» Your objective: The entries below must be transcribed exactly. Leave nothing out.

» Records contained in a dataset:
▬▬▬▬▬▬
//! # rollstore
//!
//! A single-user record store for student entities:
//! - Fixed-width 192-byte records in a headerless flat file
//! - Linear-scan lookup, in-place update, copy-and-replace delete
//! - Byte-compatible with legacy `student_records.dat` files
//!
//! ## Architecture Overview
//!
//! ```text
//! ┌─────────────────────────────────────────────────────────────┐
//! │                       rollstore-cli                          │
//! │              (add / list / find / update / delete)           │
//! └─────────────────────┬───────────────────────────────────────┘
//!                       │
//! ┌─────────────────────▼───────────────────────────────────────┐
//! │                      RecordStore                             │
//! │        (open → operate → close, no cache, no locks)          │
//! └─────────────────────┬───────────────────────────────────────┘
//!                       │
//!          ┌────────────┴────────────┐
//!          │                         │
//!          ▼                         ▼
//!   ┌──────────────┐         ┌────────────────────┐
//!   │ Record Codec │         │     Data File      │
//!   │ (192 bytes)  │         │ (+ temp on delete) │
//!   └──────────────┘         └────────────────────┘
//! ```
//!
//! ## Example
//!
//! ```no_run
//! use rollstore::{RecordStore, Student};
//!
//! let store = RecordStore::open_path("student_records.dat")?;
//! store.append(&Student::new(101, "Ana", "10th Grade", "12 Elm St", 88.5, true))?;
//! let ana = store.find_by_key(101)?;
//! assert_eq!(ana.map(|s| s.name), Some("Ana".to_string()));
//! # Ok::<(), rollstore::StoreError>(())
//! ```

// =============================================================================
// Module Declarations
// =============================================================================

pub mod error;
pub mod config;

pub mod record;
pub mod store;

// =============================================================================
// Public API Re-exports
// =============================================================================

pub use error::{Result, StoreError};
pub use config::{Config, SyncStrategy};
pub use record::{Amendment, Student, RECORD_SIZE};
pub use store::{Outcome, RecordStore, Recovery, Scan};

// =============================================================================
// Version Info
// =============================================================================

/// Current version of rollstore
pub const VERSION: &str = env!("CARGO_PKG_VERSION");
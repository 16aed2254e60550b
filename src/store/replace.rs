//! File replacement for delete, and the matching repair on open.

use std::fs::{self, File};
use std::io;
use std::path::Path;

use crate::error::{IoResultExt, Result};

/// What `RecordStore::open` found and fixed on disk
#[derive(Debug, Clone, Copy, PartialEq, Eq)]
pub enum Recovery {
    /// No scratch file was lying around
    Clean,
    /// The data file was missing but a finished scratch file existed:
    /// a delete stopped between removing the original and renaming. The
    /// scratch file was moved into place.
    CompletedDelete,
    /// Both files existed: a delete stopped while copying. The scratch file
    /// was removed; the data file is untouched.
    DiscardedTemp,
}

/// Move `temp` over `data`.
///
/// Tries a single rename-over-existing first. If the platform refuses, falls
/// back to remove-then-rename; a crash between those two steps leaves only
/// `temp`, which [`recover`] moves into place on the next open.
pub(crate) fn commit(temp: &Path, data: &Path, sync: bool) -> Result<()> {
    if let Err(err) = fs::rename(temp, data) {
        tracing::warn!(
            error = %err,
            data = %data.display(),
            "rename over existing file failed, falling back to remove and rename"
        );
        fs::remove_file(data).at(data)?;
        fs::rename(temp, data).at(temp)?;
    }

    if sync {
        sync_parent_dir(data);
    }
    Ok(())
}

/// Remove a scratch file that will not be committed. Best effort.
pub(crate) fn discard(temp: &Path) {
    if let Err(err) = fs::remove_file(temp) {
        if err.kind() != io::ErrorKind::NotFound {
            tracing::warn!(error = %err, temp = %temp.display(), "could not remove temporary file");
        }
    }
}

/// Clean up after a failed [`commit`].
///
/// If `data` is already gone the fallback removed it before its rename
/// failed, and `temp` now holds the only copy of the records. It is kept
/// so [`recover`] can move it into place on the next open.
pub(crate) fn abandon(temp: &Path, data: &Path) {
    match data.try_exists() {
        Ok(true) => discard(temp),
        Ok(false) | Err(_) => tracing::warn!(
            temp = %temp.display(),
            data = %data.display(),
            "data file missing after failed replace, keeping temporary file for recovery"
        ),
    }
}

/// Inspect the data/scratch pair left by a previous process and repair it
pub(crate) fn recover(data: &Path, temp: &Path) -> Result<Recovery> {
    let data_exists = data.try_exists().at(data)?;
    let temp_exists = temp.try_exists().at(temp)?;

    match (data_exists, temp_exists) {
        (false, true) => {
            tracing::info!(
                temp = %temp.display(),
                data = %data.display(),
                "completing interrupted delete"
            );
            fs::rename(temp, data).at(temp)?;
            Ok(Recovery::CompletedDelete)
        }
        (true, true) => {
            tracing::warn!(temp = %temp.display(), "removing stale temporary file");
            fs::remove_file(temp).at(temp)?;
            Ok(Recovery::DiscardedTemp)
        }
        _ => Ok(Recovery::Clean),
    }
}

/// fsync the directory holding `path` so the rename itself is durable.
/// Not every platform can open a directory; failures are ignored.
fn sync_parent_dir(path: &Path) {
    if let Some(parent) = path.parent() {
        let parent = if parent.as_os_str().is_empty() {
            Path::new(".")
        } else {
            parent
        };
        if let Ok(dir) = File::open(parent) {
            let _ = dir.sync_all();
        }
    }
}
▬▬▬▬▬▬
» Worked solution:
//! # rollstore
//!
//! A single-user record store for student entities:
//! - Fixed-width 192-byte records in a headerless flat file
//! - Linear-scan lookup, in-place update, copy-and-replace delete
//! - Byte-compatible with legacy `student_records.dat` files
//!
//! ## Architecture Overview
//!
//! ```text
//! ┌─────────────────────────────────────────────────────────────┐
//! │                       rollstore-cli                          │
//! │              (add / list / find / update / delete)           │
//! └─────────────────────┬───────────────────────────────────────┘
//!                       │
//! ┌─────────────────────▼───────────────────────────────────────┐
//! │                      RecordStore                             │
//! │        (open → operate → close, no cache, no locks)          │
//! └─────────────────────┬───────────────────────────────────────┘
//!                       │
//!          ┌────────────┴────────────┐
//!          │                         │
//!          ▼                         ▼
//!   ┌──────────────┐         ┌────────────────────┐
//!   │ Record Codec │         │     Data File      │
//!   │ (192 bytes)  │         │ (+ temp on delete) │
//!   └──────────────┘         └────────────────────┘
//! ```
//!
//! ## Example
//!
//! ```no_run
//! use rollstore::{RecordStore, Student};
//!
//! let store = RecordStore::open_path("student_records.dat")?;
//! store.append(&Student::new(101, "Ana", "10th Grade", "12 Elm St", 88.5, true))?;
//! let ana = store.find_by_key(101)?;
//! assert_eq!(ana.map(|s| s.name), Some("Ana".to_string()));
//! # Ok::<(), rollstore::StoreError>(())
//! ```

// =============================================================================
// Module Declarations
// =============================================================================

pub mod error;
pub mod config;

pub mod record;
pub mod store;

// =============================================================================
// Public API Re-exports
// =============================================================================

pub use error::{Result, StoreError};
pub use config::{Config, SyncStrategy};
pub use record::{Amendment, Student, RECORD_SIZE};
pub use store::{Outcome, RecordStore, Recovery, Scan};

// =============================================================================
// Version Info
// =============================================================================

/// Current version of rollstore
pub const VERSION: &str = env!("CARGO_PKG_VERSION");
repository 16aed2254e60550b
filename src/store/replace.rs
//! File replacement for delete, and the matching repair on open.

use std::fs::{self, File};
use std::io;
use std::path::Path;

use crate::error::{IoResultExt, Result};

/// What `RecordStore::open` found and fixed on disk
#[derive(Debug, Clone, Copy, PartialEq, Eq)]
pub enum Recovery {
    /// No scratch file was lying around
    Clean,
    /// The data file was missing but a finished scratch file existed:
    /// a delete stopped between removing the original and renaming. The
    /// scratch file was moved into place.
    CompletedDelete,
    /// Both files existed: a delete stopped while copying. The scratch file
    /// was removed; the data file is untouched.
    DiscardedTemp,
}

/// Move `temp` over `data`.
///
/// Tries a single rename-over-existing first. If the platform refuses, falls
/// back to remove-then-rename; a crash between those two steps leaves only
/// `temp`, which [`recover`] moves into place on the next open.
pub(crate) fn commit(temp: &Path, data: &Path, sync: bool) -> Result<()> {
    if let Err(err) = fs::rename(temp, data) {
        tracing::warn!(
            error = %err,
            data = %data.display(),
            "rename over existing file failed, falling back to remove and rename"
        );
        fs::remove_file(data).at(data)?;
        fs::rename(temp, data).at(temp)?;
    }

    if sync {
        sync_parent_dir(data);
    }
    Ok(())
}

/// Remove a scratch file that will not be committed. Best effort.
pub(crate) fn discard(temp: &Path) {
    if let Err(err) = fs::remove_file(temp) {
        if err.kind() != io::ErrorKind::NotFound {
            tracing::warn!(error = %err, temp = %temp.display(), "could not remove temporary file");
        }
    }
}

/// Clean up after a failed [`commit`].
///
/// If `data` is already gone the fallback removed it before its rename
/// failed, and `temp` now holds the only copy of the records. It is kept
/// so [`recover`] can move it into place on the next open.
pub(crate) fn abandon(temp: &Path, data: &Path) {
    match data.try_exists() {
        Ok(true) => discard(temp),
        Ok(false) | Err(_) => tracing::warn!(
            temp = %temp.display(),
            data = %data.display(),
            "data file missing after failed replace, keeping temporary file for recovery"
        ),
    }
}

/// Inspect the data/scratch pair left by a previous process and repair it
pub(crate) fn recover(data: &Path, temp: &Path) -> Result<Recovery> {
    let data_exists = data.try_exists().at(data)?;
    let temp_exists = temp.try_exists().at(temp)?;

    match (data_exists, temp_exists) {
        (false, true) => {
            tracing::info!(
                temp = %temp.display(),
                data = %data.display(),
                "completing interrupted delete"
            );
            fs::rename(temp, data).at(temp)?;
            Ok(Recovery::CompletedDelete)
        }
        (true, true) => {
            tracing::warn!(temp = %temp.display(), "removing stale temporary file");
            fs::remove_file(temp).at(temp)?;
            Ok(Recovery::DiscardedTemp)
        }
        _ => Ok(Recovery::Clean),
    }
}

/// fsync the directory holding `path` so the rename itself is durable.
/// Not every platform can open a directory; failures are ignored.
fn sync_parent_dir(path: &Path) {
    if let Some(parent) = path.parent() {
        let parent = if parent.as_os_str().is_empty() {
            Path::new(".")
        } else {
            parent
        };
        if let Ok(dir) = File::open(parent) {
            let _ = dir.sync_all();
        }
    }
}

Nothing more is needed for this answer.